En 1951, Ascani devient, pour un temps, l'homme le plus rapide du monde en établissant un record de vitesse sur 100 km en circuit fermé à bord d'un F-86E Sabre. Deux ans plus tard, son record lui sera enlevé par son amie l'aviatrice Jackie Cochran, à bord du même type d'appareil, grâce à un entraînement prodigué par l'inévitable Chuck Yeager...

Ascani devant le F-86 Sabre du record du monde de vitesse, en 1951


C'est pourtant surtout la courte période (dans le récit) de 1954 à 1957 qui nous intéressera dans Mentor Inbound. En effet c'est à cette époque qu'Ascani revient en Europe en tant que commandant en second du 86th Fighter Interceptor Wing basé à Landstuhl (Allemagne).

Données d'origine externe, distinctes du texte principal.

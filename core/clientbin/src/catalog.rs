//! Client catalog document.
//!
//! The catalog is a static JSON document describing every known client and,
//! per OS and architecture, where its binary lives and how to prove it works.
//!
//! ## Catalog Format
//!
//! ```json
//! {
//!   "clients": {
//!     "Geth": {
//!       "homepage": "https://geth.ethereum.org",
//!       "version": "1.14.0",
//!       "versionNotes": "https://github.com/ethereum/go-ethereum/releases",
//!       "platforms": {
//!         "linux": {
//!           "x86_64": {
//!             "bin": "geth",
//!             "commands": {
//!               "sanity": { "args": ["version"], "output": ["Geth", "1.14.0"] }
//!             },
//!             "download": {
//!               "url": "https://example.org/geth-linux-amd64.tar.gz",
//!               "type": "tar",
//!               "sha256": "..."
//!             }
//!           }
//!         }
//!       }
//!     }
//!   }
//! }
//! ```
//!
//! Entries keep their document order. Fields the library does not use are ignored.

use indexmap::IndexMap;
use serde::{Deserialize, Serialize};
use std::path::Path;

use crate::errors::CatalogError;
use crate::platform::Platform;
use crate::record::ClientRecord;

/// The full catalog: client id → entry.
#[derive(Debug, Clone, Default, Serialize, Deserialize, PartialEq, Eq)]
pub struct Catalog {
    /// Known clients in document order.
    #[serde(default)]
    pub clients: IndexMap<String, ClientEntry>,
}

/// Static description of a single client.
#[derive(Debug, Clone, Default, Serialize, Deserialize, PartialEq, Eq)]
#[serde(rename_all = "camelCase")]
pub struct ClientEntry {
    /// Project homepage.
    #[serde(default, skip_serializing_if = "Option::is_none")]
    pub homepage: Option<String>,
    /// Version the catalog describes.
    #[serde(default, skip_serializing_if = "Option::is_none")]
    pub version: Option<String>,
    /// Release notes URL.
    #[serde(default, skip_serializing_if = "Option::is_none")]
    pub version_notes: Option<String>,
    /// OS → architecture → platform configuration.
    #[serde(default)]
    pub platforms: IndexMap<String, IndexMap<String, PlatformConfig>>,
}

/// Per-platform configuration of a client binary.
#[derive(Debug, Clone, Serialize, Deserialize, PartialEq, Eq)]
pub struct PlatformConfig {
    /// Expected executable file name.
    pub bin: String,
    /// Commands used to exercise the binary.
    #[serde(default)]
    pub commands: PlatformCommands,
    /// Where to fetch the binary from.
    #[serde(default, skip_serializing_if = "Option::is_none")]
    pub download: Option<DownloadDescriptor>,
}

/// Commands declared for a platform binary.
#[derive(Debug, Clone, Default, Serialize, Deserialize, PartialEq, Eq)]
pub struct PlatformCommands {
    /// Probe that certifies a candidate binary.
    #[serde(default, skip_serializing_if = "Option::is_none")]
    pub sanity: Option<SanityProbe>,
}

/// A subprocess probe: run the binary with `args` and require every string in
/// `output` to appear somewhere in combined stdout and stderr.
#[derive(Debug, Clone, Default, Serialize, Deserialize, PartialEq, Eq)]
pub struct SanityProbe {
    /// Arguments passed to the binary.
    #[serde(default)]
    pub args: Vec<String>,
    /// Required substrings.
    #[serde(default)]
    pub output: Vec<String>,
}

/// Archive download descriptor.
///
/// Every field is optional in the document; [`DownloadDescriptor::source`]
/// tells whether the descriptor is usable.
#[derive(Debug, Clone, Default, Serialize, Deserialize, PartialEq, Eq)]
pub struct DownloadDescriptor {
    /// Archive URL.
    #[serde(default, skip_serializing_if = "Option::is_none")]
    pub url: Option<String>,
    /// Archive type, `zip` or `tar`.
    #[serde(rename = "type", default, skip_serializing_if = "Option::is_none")]
    pub kind: Option<String>,
    /// Binary name inside the archive, when it differs from the platform `bin`.
    #[serde(default, skip_serializing_if = "Option::is_none")]
    pub bin: Option<String>,
    /// Expected SHA-256 digest, lower-case hex.
    #[serde(default, skip_serializing_if = "Option::is_none")]
    pub sha256: Option<String>,
    /// Expected MD5 digest, lower-case hex.
    #[serde(default, skip_serializing_if = "Option::is_none")]
    pub md5: Option<String>,
}

impl DownloadDescriptor {
    /// Returns `(url, type)` when both are present and non-empty.
    #[must_use]
    pub fn source(&self) -> Option<(&str, &str)> {
        let url = self.url.as_deref().filter(|u| !u.is_empty())?;
        let kind = self.kind.as_deref().filter(|k| !k.is_empty())?;
        Some((url, kind))
    }
}

impl PlatformConfig {
    /// Creates a configuration with only a binary name.
    #[must_use]
    pub fn new(bin: impl Into<String>) -> Self {
        Self {
            bin: bin.into(),
            commands: PlatformCommands::default(),
            download: None,
        }
    }

    /// Returns the sanity probe, if one is configured.
    #[must_use = "returns the probe without side effects"]
    pub fn sanity(&self) -> Option<&SanityProbe> {
        self.commands.sanity.as_ref()
    }

    /// Returns the file name to search for after unpacking an archive.
    #[must_use = "returns the name without side effects"]
    pub fn archive_bin(&self) -> &str {
        self.download
            .as_ref()
            .and_then(|d| d.bin.as_deref())
            .filter(|b| !b.is_empty())
            .unwrap_or(&self.bin)
    }
}

impl ClientEntry {
    /// Returns the configuration for `platform`, if the client supports it.
    #[must_use]
    pub fn platform_config(&self, platform: &Platform) -> Option<&PlatformConfig> {
        self.platforms.get(platform.os())?.get(platform.arch())
    }
}

impl Catalog {
    /// Parses a catalog from a JSON string.
    ///
    /// # Errors
    ///
    /// Returns [`CatalogError::Parse`] if the document is not a valid catalog.
    pub fn from_json_str(json: &str) -> Result<Self, CatalogError> {
        Ok(serde_json::from_str(json)?)
    }

    /// Reads and parses a catalog file.
    ///
    /// # Errors
    ///
    /// Returns an error if the file cannot be read or is not a valid catalog.
    pub fn from_path(path: &Path) -> Result<Self, CatalogError> {
        let content = std::fs::read_to_string(path).map_err(|source| CatalogError::Read {
            path: path.to_path_buf(),
            source,
        })?;
        Self::from_json_str(&content)
    }

    /// Returns `true` when the catalog has no clients.
    #[must_use]
    pub fn is_empty(&self) -> bool {
        self.clients.is_empty()
    }

    /// Builds a runtime record for every client supporting `platform`.
    ///
    /// Clients without an entry for the platform are omitted. Records come out
    /// in catalog order and carry no verification state yet.
    #[must_use]
    pub fn supported(&self, platform: &Platform) -> Vec<ClientRecord> {
        self.clients
            .iter()
            .filter_map(|(id, entry)| {
                let config = entry.platform_config(platform)?;
                Some(ClientRecord::new(id.clone(), entry, config.clone()))
            })
            .collect()
    }
}
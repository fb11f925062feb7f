//! Scan command for the clientbin CLI.
//!
//! Looks for every client the catalog supports on this platform, runs its
//! sanity probe and prints the records as JSON on stdout.
//!
//! ## Usage
//!
//! ```bash
//! clientbin scan
//! clientbin scan --folder /opt/tools --folder ~/bin
//! ```

use anyhow::{Context, Result};
use clap::Args;
use clientbin::ScanOptions;
use std::path::{Path, PathBuf};

/// Arguments for the scan command.
#[derive(Args)]
pub struct ScanArgs {
    /// Extra folder to search after the executable search path. Repeatable.
    #[clap(long = "folder", value_name = "DIR")]
    pub folders: Vec<PathBuf>,
}

/// Executes the scan command.
///
/// # Errors
///
/// Returns an error if the catalog cannot be loaded or the records cannot be
/// serialized.
pub async fn execute(catalog: Option<&Path>, args: &ScanArgs) -> Result<()> {
    let manager = super::manager(catalog)?;
    manager
        .init(&ScanOptions::with_folders(args.folders.iter().cloned()))
        .await;

    let clients = manager.clients().await;
    let json = serde_json::to_string_pretty(&clients).context("Failed to serialize clients")?;
    println!("{json}");
    Ok(())
}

Ascani y évoque les "débuts", en 1954, de la base de Phalsbourg (57) qui dépendait alors de celle de Landstuhl ; son "horrible piste pleine de fissures" ou encore les soirées mémorables passées avec les aviateurs canadiens basés à Grostenquin (57)...

Mais la partie la plus intéressante concerne sans aucun doute la période durant laquelle Ascani fut commandant du 50th Fighter Bomber Wing d'abord à Hahn (Allemagne), puis à Toul-Rosières (54), à partir de l'été 1956, sur F-86H Sabre.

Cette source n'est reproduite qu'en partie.